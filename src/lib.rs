//! Epochpay - payout weight service
//!
//! Given an epoch number `n`, epochpay returns every divisor of `n` (the
//! "tokens" paid out in that epoch) paired with a normalized weight
//! `d / σ(n)`, where σ(n) is the sum of all divisors of `n` computed from
//! its prime factorization. Because the divisors of `n` sum to σ(n) by
//! definition, the weights of an epoch always sum to 1.

pub mod api;
pub mod config;
pub mod error;
pub mod types;
pub mod weights;

pub use error::{Error, Result};
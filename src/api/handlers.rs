//! API handlers

use axum::{
    extract::{Path, State},
    http::StatusCode,
    Json,
};
use serde::Serialize;
use std::time::Instant;

use crate::api::AppState;
use crate::error::Error;
use crate::types::DivisorWeight;
use crate::weights::compute_weights;

/// Health check with build metadata
pub async fn health(State(state): State<AppState>) -> Json<HealthResponse> {
    Json(HealthResponse {
        status: "healthy".to_string(),
        version: env!("CARGO_PKG_VERSION").to_string(),
        max_epoch: state.max_epoch,
    })
}

#[derive(Debug, Serialize)]
pub struct HealthResponse {
    pub status: String,
    pub version: String,
    pub max_epoch: i64,
}

/// Payout weights for a single epoch
///
/// Responds with a JSON array of `{token, weight}` pairs ordered ascending
/// by token; the weights sum to 1.
pub async fn payouts(
    State(state): State<AppState>,
    Path(epoch): Path<i64>,
) -> Result<Json<Vec<DivisorWeight>>, (StatusCode, String)> {
    if epoch > state.max_epoch {
        return Err((
            StatusCode::BAD_REQUEST,
            format!(
                "epoch {} exceeds the configured maximum {}",
                epoch, state.max_epoch
            ),
        ));
    }

    let start = Instant::now();

    let weights = compute_weights(epoch).map_err(|e| match e {
        Error::InvalidEpoch(_) => (StatusCode::BAD_REQUEST, e.to_string()),
        other => (StatusCode::INTERNAL_SERVER_ERROR, other.to_string()),
    })?;

    tracing::debug!(
        epoch,
        tokens = weights.len(),
        took_us = start.elapsed().as_micros() as u64,
        "Computed payout weights"
    );

    Ok(Json(weights))
}
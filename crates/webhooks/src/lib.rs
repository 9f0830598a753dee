//! Webhook delivery: encrypted secrets, HMAC-signed posts, and the
//! at-least-once retry loop.

pub mod crypto;
pub mod dispatcher;
pub mod signing;

pub use {
    crypto::SecretCipher,
    dispatcher::{WebhookDispatcher, job_event_payload},
    signing::{SIGNATURE_HEADER, sign_body},
};
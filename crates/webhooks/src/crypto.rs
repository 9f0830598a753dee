//! XChaCha20-Poly1305 encryption for webhook secrets at rest.
//!
//! Blob layout: `[nonce: 24 bytes][ciphertext + Poly1305 tag]`.

use chacha20poly1305::{
    XChaCha20Poly1305, XNonce,
    aead::{Aead, KeyInit},
};
use {rand::RngCore, thiserror::Error};

const NONCE_LEN: usize = 24;

#[derive(Debug, Error)]
pub enum CryptoError {
    #[error("encryption key must be 64 hex chars")]
    BadKey,

    #[error("cipher failure: {0}")]
    Cipher(String),

    #[error("ciphertext too short")]
    TooShort,
}

/// Process-wide cipher derived from `ENCRYPTION_KEY`.
pub struct SecretCipher {
    key: [u8; 32],
}

impl SecretCipher {
    /// Build from a 64-char hex key.
    pub fn from_hex(hex: &str) -> Result<Self, CryptoError> {
        if hex.len() != 64 {
            return Err(CryptoError::BadKey);
        }
        let mut key = [0u8; 32];
        for (i, byte) in key.iter_mut().enumerate() {
            *byte = u8::from_str_radix(&hex[i * 2..i * 2 + 2], 16)
                .map_err(|_| CryptoError::BadKey)?;
        }
        Ok(Self { key })
    }

    pub fn encrypt(&self, plaintext: &[u8]) -> Result<Vec<u8>, CryptoError> {
        let cipher = XChaCha20Poly1305::new((&self.key).into());

        let mut nonce_bytes = [0u8; NONCE_LEN];
        rand::rng().fill_bytes(&mut nonce_bytes);
        let nonce = XNonce::from_slice(&nonce_bytes);

        let ciphertext = cipher
            .encrypt(nonce, plaintext)
            .map_err(|e| CryptoError::Cipher(e.to_string()))?;

        let mut blob = Vec::with_capacity(NONCE_LEN + ciphertext.len());
        blob.extend_from_slice(&nonce_bytes);
        blob.extend_from_slice(&ciphertext);
        Ok(blob)
    }

    pub fn decrypt(&self, blob: &[u8]) -> Result<Vec<u8>, CryptoError> {
        if blob.len() < NONCE_LEN + 16 {
            return Err(CryptoError::TooShort);
        }
        let (nonce_bytes, ciphertext) = blob.split_at(NONCE_LEN);
        let nonce = XNonce::from_slice(nonce_bytes);
        let cipher = XChaCha20Poly1305::new((&self.key).into());

        cipher
            .decrypt(nonce, ciphertext)
            .map_err(|e| CryptoError::Cipher(e.to_string()))
    }
}

#[allow(clippy::unwrap_used)]
#[cfg(test)]
mod tests {
    use super::*;

    fn cipher() -> SecretCipher {
        SecretCipher::from_hex(&"ab".repeat(32)).unwrap()
    }

    #[test]
    fn round_trip() {
        let c = cipher();
        let secret = b"whsec_k3H9s2mQ";
        let blob = c.encrypt(secret).unwrap();
        assert_eq!(c.decrypt(&blob).unwrap(), secret);
    }

    #[test]
    fn nonces_differ_per_encryption() {
        let c = cipher();
        let a = c.encrypt(b"same").unwrap();
        let b = c.encrypt(b"same").unwrap();
        assert_ne!(a, b);
    }

    #[test]
    fn wrong_key_fails() {
        let blob = cipher().encrypt(b"secret").unwrap();
        let other = SecretCipher::from_hex(&"cd".repeat(32)).unwrap();
        assert!(other.decrypt(&blob).is_err());
    }

    #[test]
    fn tampered_blob_fails() {
        let c = cipher();
        let mut blob = c.encrypt(b"secret").unwrap();
        let last = blob.len() - 1;
        blob[last] ^= 0x01;
        assert!(c.decrypt(&blob).is_err());
    }

    #[test]
    fn short_blob_fails() {
        assert!(matches!(
            cipher().decrypt(&[0u8; 10]),
            Err(CryptoError::TooShort)
        ));
    }

    #[test]
    fn bad_hex_key_rejected() {
        assert!(SecretCipher::from_hex("short").is_err());
        assert!(SecretCipher::from_hex(&"zz".repeat(32)).is_err());
    }
}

Your objective ▸ The entries above are to be restated word for word.

Answer section ▸
filename src/lib.rs
//! Epochpay - payout weight service
//!
//! Given an epoch number `n`, epochpay returns every divisor of `n` (the
//! "tokens" paid out in that epoch) paired with a normalized weight
//! `d / σ(n)`, where σ(n) is the sum of all divisors of `n` computed from
//! its prime factorization. Because the divisors of `n` sum to σ(n) by
//! definition, the weights of an epoch always sum to 1.

pub mod api;
pub mod config;
pub mod error;
pub mod types;
pub mod weights;

pub use error::{Error, Result};
filename src/api/handlers.rs
//! API handlers

use axum::{
    extract::{Path, State},
    http::StatusCode,
    Json,
};
use serde::Serialize;
use std::time::Instant;

use crate::api::AppState;
use crate::error::Error;
use crate::types::DivisorWeight;
use crate::weights::compute_weights;

/// Health check with build metadata
pub async fn health(State(state): State<AppState>) -> Json<HealthResponse> {
    Json(HealthResponse {
        status: "healthy".to_string(),
        version: env!("CARGO_PKG_VERSION").to_string(),
        max_epoch: state.max_epoch,
    })
}

#[derive(Debug, Serialize)]
pub struct HealthResponse {
    pub status: String,
    pub version: String,
    pub max_epoch: i64,
}

/// Payout weights for a single epoch
///
/// Responds with a JSON array of `{token, weight}` pairs ordered ascending
/// by token; the weights sum to 1.
pub async fn payouts(
    State(state): State<AppState>,
    Path(epoch): Path<i64>,
) -> Result<Json<Vec<DivisorWeight>>, (StatusCode, String)> {
    if epoch > state.max_epoch {
        return Err((
            StatusCode::BAD_REQUEST,
            format!(
                "epoch {} exceeds the configured maximum {}",
                epoch, state.max_epoch
            ),
        ));
    }

    let start = Instant::now();

    let weights = compute_weights(epoch).map_err(|e| match e {
        Error::InvalidEpoch(_) => (StatusCode::BAD_REQUEST, e.to_string()),
        other => (StatusCode::INTERNAL_SERVER_ERROR, other.to_string()),
    })?;

    tracing::debug!(
        epoch,
        tokens = weights.len(),
        took_us = start.elapsed().as_micros() as u64,
        "Computed payout weights"
    );

    Ok(Json(weights))
}
filename crates/webhooks/src/lib.rs
repository 9f0830598a753dee
//! Webhook delivery: encrypted secrets, HMAC-signed posts, and the
//! at-least-once retry loop.

pub mod crypto;
pub mod dispatcher;
pub mod signing;

pub use {
    crypto::SecretCipher,
    dispatcher::{WebhookDispatcher, job_event_payload},
    signing::{SIGNATURE_HEADER, sign_body},
};
filename crates/webhooks/src/crypto.rs
repository 9f0830598a753dee
//! XChaCha20-Poly1305 encryption for webhook secrets at rest.
//!
//! Blob layout: `[nonce: 24 bytes][ciphertext + Poly1305 tag]`.

use chacha20poly1305::{
    XChaCha20Poly1305, XNonce,
    aead::{Aead, KeyInit},
};
use {rand::RngCore, thiserror::Error};

const NONCE_LEN: usize = 24;

#[derive(Debug, Error)]
pub enum CryptoError {
    #[error("encryption key must be 64 hex chars")]
    BadKey,

    #[error("cipher failure: {0}")]
    Cipher(String),

    #[error("ciphertext too short")]
    TooShort,
}

/// Process-wide cipher derived from `ENCRYPTION_KEY`.
pub struct SecretCipher {
    key: [u8; 32],
}

impl SecretCipher {
    /// Build from a 64-char hex key.
    pub fn from_hex(hex: &str) -> Result<Self, CryptoError> {
        if hex.len() != 64 {
            return Err(CryptoError::BadKey);
        }
        let mut key = [0u8; 32];
        for (i, byte) in key.iter_mut().enumerate() {
            *byte = u8::from_str_radix(&hex[i * 2..i * 2 + 2], 16)
                .map_err(|_| CryptoError::BadKey)?;
        }
        Ok(Self { key })
    }

    pub fn encrypt(&self, plaintext: &[u8]) -> Result<Vec<u8>, CryptoError> {
        let cipher = XChaCha20Poly1305::new((&self.key).into());

        let mut nonce_bytes = [0u8; NONCE_LEN];
        rand::rng().fill_bytes(&mut nonce_bytes);
        let nonce = XNonce::from_slice(&nonce_bytes);

        let ciphertext = cipher
            .encrypt(nonce, plaintext)
            .map_err(|e| CryptoError::Cipher(e.to_string()))?;

        let mut blob = Vec::with_capacity(NONCE_LEN + ciphertext.len());
        blob.extend_from_slice(&nonce_bytes);
        blob.extend_from_slice(&ciphertext);
        Ok(blob)
    }

    pub fn decrypt(&self, blob: &[u8]) -> Result<Vec<u8>, CryptoError> {
        if blob.len() < NONCE_LEN + 16 {
            return Err(CryptoError::TooShort);
        }
        let (nonce_bytes, ciphertext) = blob.split_at(NONCE_LEN);
        let nonce = XNonce::from_slice(nonce_bytes);
        let cipher = XChaCha20Poly1305::new((&self.key).into());

        cipher
            .decrypt(nonce, ciphertext)
            .map_err(|e| CryptoError::Cipher(e.to_string()))
    }
}

#[allow(clippy::unwrap_used)]
#[cfg(test)]
mod tests {
    use super::*;

    fn cipher() -> SecretCipher {
        SecretCipher::from_hex(&"ab".repeat(32)).unwrap()
    }

    #[test]
    fn round_trip() {
        let c = cipher();
        let secret = b"whsec_k3H9s2mQ";
        let blob = c.encrypt(secret).unwrap();
        assert_eq!(c.decrypt(&blob).unwrap(), secret);
    }

    #[test]
    fn nonces_differ_per_encryption() {
        let c = cipher();
        let a = c.encrypt(b"same").unwrap();
        let b = c.encrypt(b"same").unwrap();
        assert_ne!(a, b);
    }

    #[test]
    fn wrong_key_fails() {
        let blob = cipher().encrypt(b"secret").unwrap();
        let other = SecretCipher::from_hex(&"cd".repeat(32)).unwrap();
        assert!(other.decrypt(&blob).is_err());
    }

    #[test]
    fn tampered_blob_fails() {
        let c = cipher();
        let mut blob = c.encrypt(b"secret").unwrap();
        let last = blob.len() - 1;
        blob[last] ^= 0x01;
        assert!(c.decrypt(&blob).is_err());
    }

    #[test]
    fn short_blob_fails() {
        assert!(matches!(
            cipher().decrypt(&[0u8; 10]),
            Err(CryptoError::TooShort)
        ));
    }

    #[test]
    fn bad_hex_key_rejected() {
        assert!(SecretCipher::from_hex("short").is_err());
        assert!(SecretCipher::from_hex(&"zz".repeat(32)).is_err());
    }
}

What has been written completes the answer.